Cromwell, Moose Lake churches reach and connect in meaningful ways

November 05, 2020
Marnie Parrish-Siggelkow leads parts of a worship service from her home in Duluth.

By: Christa Meland

June Collman, a lifelong member of Cromwell UMC, decided to join Facebook this spring to keep in contact with friends, family, and fellow church members amid the COVID-19 pandemic.
She immediately started sharing Cromwell’s worship services on her Facebook page in hopes they would reach people in her life and grow their faith, and in doing so, she rekindled her relationship with a niece she’d lost touch with and brought two people into the church’s fold.
“I’m hoping it fulfills their life, that their spiritual journey would be enriched as mine has been and they find meaning,” said Collman, 83.
Both Collman’s adult niece and a cousin she’s never met started watching the worship services she shared, and both have found them to be a source of comfort and peace. Collman’s niece comments on her posts every week and has told her they’ve made a difference in her life. The two recently enjoyed their first in-person visit in many years.
This is just one example of how Cromwell UMC and Moose Lake UMC, a two-point charge about 40 miles south of Duluth, are expanding their reach in this season of quarantine. Neither congregation has met for in-person worship since March, but Rev. Roger Parrish-Siggelkow, who pastors both churches, and Marnie Parrish-Siggelkow, director of spiritual care and formation at Moose Lake, have been offering a single online worship service via Facebook for both congregations during that period. Initially they were live, and now they are pre-recorded.
Services are short and “home-spun” as Roger likes to say—an introduction, a song or two, and a 10- to 12-minute sermon. While providing high-quality music in an online venue is intimidating for some smaller congregations, it’s an area where the Parrish-Siggelkows excel: Both are singers and songwriters who have produced multiple albums for kids, and their own adult children (who occasionally make guest appearances) are musicians as well.
The simple services are effective in drawing people in: Whereas the Cromwell and Moose Lake churches had average in-person attendance of maybe 40 combined before COVID-19, online services are garnering between 300 and 900 views weekly, with around 1,000 tuning in on Easter.
“People are hungry for authenticity,” said Roger, who has been preaching a series on “Hope for Troubled Times.” “It’s been more of an evangelistic ministry in recent months.”

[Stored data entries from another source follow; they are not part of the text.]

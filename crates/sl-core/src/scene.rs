use serde::{Deserialize, Serialize};

use crate::id::{CharacterId, ItemId, SceneId};

/// A directed, possibly gated edge from one scene to another.
#[derive(Debug, Clone, PartialEq, Serialize, Deserialize)]
pub struct Exit {
    /// The label the player types, e.g. `north` or `Street`.
    pub label: String,
    /// Where the exit leads.
    pub destination: SceneId,
    /// Item the player must carry to pass.
    pub requires: Option<ItemId>,
    /// Whether the exit is impassable.
    pub blocked: bool,
    /// Message shown when the gate stops the player.
    pub message: Option<String>,
}

impl Exit {
    /// Create an ungated exit.
    pub fn new(label: impl Into<String>, destination: SceneId) -> Self {
        Self {
            label: label.into(),
            destination,
            requires: None,
            blocked: false,
            message: None,
        }
    }

    /// Require an item to pass.
    pub fn requiring(mut self, item: ItemId) -> Self {
        self.requires = Some(item);
        self
    }

    /// Set the gate message.
    pub fn with_message(mut self, message: impl Into<String>) -> Self {
        self.message = Some(message.into());
        self
    }

    /// Case-insensitive label comparison.
    pub fn matches(&self, label: &str) -> bool {
        self.label.eq_ignore_ascii_case(label.trim())
    }
}

/// A location node in the world graph.
#[derive(Debug, Clone, PartialEq, Serialize, Deserialize)]
pub struct Scene {
    /// Unique identifier.
    pub id: SceneId,
    /// Display name.
    pub name: String,
    /// Description paragraphs in document order.
    pub description: Vec<String>,
    /// Items present when the story starts, in document order.
    pub items: Vec<ItemId>,
    /// Characters present.
    pub characters: Vec<CharacterId>,
    /// Exits in document order.
    pub exits: Vec<Exit>,
}

impl Scene {
    /// Create an empty scene.
    pub fn new(id: SceneId, name: impl Into<String>) -> Self {
        Self {
            id,
            name: name.into(),
            description: Vec::new(),
            items: Vec::new(),
            characters: Vec::new(),
            exits: Vec::new(),
        }
    }

    /// Find an exit by label.
    pub fn exit(&self, label: &str) -> Option<&Exit> {
        self.exits.iter().find(|e| e.matches(label))
    }
}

Roger Parrish-Siggelkow has been leading a sermon series called "Hope for Troubled Times."
A month ago, Roger received a card from a college friend he hadn’t seen in 30 years. She told him she had been so enjoying the series and shared a particular message and song that stuck with her. She included $50 and a rock from Lake Superior with the word “hope” on it.
The Cromwell and Moose Lake churches have been facilitating meaningful connections in other ways too.
At the beginning of this year, prior to the pandemic, Marnie led a book study around Joyce Rupp’s “Boundless Compassion.” Participants included those from Moose Lake UMC as well as women from a community walking group Marnie was part of. After one participant’s husband died during the pandemic, she told Marnie how significant the study had been to her and said she was interested in a new way to connect with others. So each month since September, Marnie has hosted an additional book study around the theme of cultivating hope; the first one was socially distanced outdoors and more recent gatherings have been virtual. The woman has not only participated in the book studies but now tunes into online worship services as well.
“This has been a vital part of her healing,” said Marnie. “It’s been an important way for her to feel grounded and connected to God and each of us. It’s been an opportunity to deepen her faith and feed her soul.”
Roger and Marnie are convinced that it doesn’t take a big church or a flashy service to reach people and impact their lives—and they are proof of that.
“I hope we are stirring hope in others so that others might pass it on,” said Roger. “And it isn’t through doing some grandiose thing; it’s by being faithful to do the small thing.” He points to author and theologian Frederick Buechner’s quote: “The place God calls you to is the place where your deep gladness and the world's deep hunger meet.”
Marnie’s hope: “that people feel that deep sense of connection with God, with themselves, with one another, despite the fact that we’re all apart.”
She adapted Howard Thurman’s poem “I Will Light Candles This Christmas” (changing “Christmas” to “Year”) and has allowed it to guide her during this pandemic season:
“I will light candles this year,
Candles of joy despite all the sadness,
Candles of hope where despair keeps watch,
Candles of courage for fears ever present,
Candles of peace for tempest-tossed days,
Candles of grace to ease heavy burdens,
Candles of love to inspire all my living,
Candles that will burn all year long.”​

Christa Meland is director of communications for the Minnesota Annual Conference of the United Methodist Church.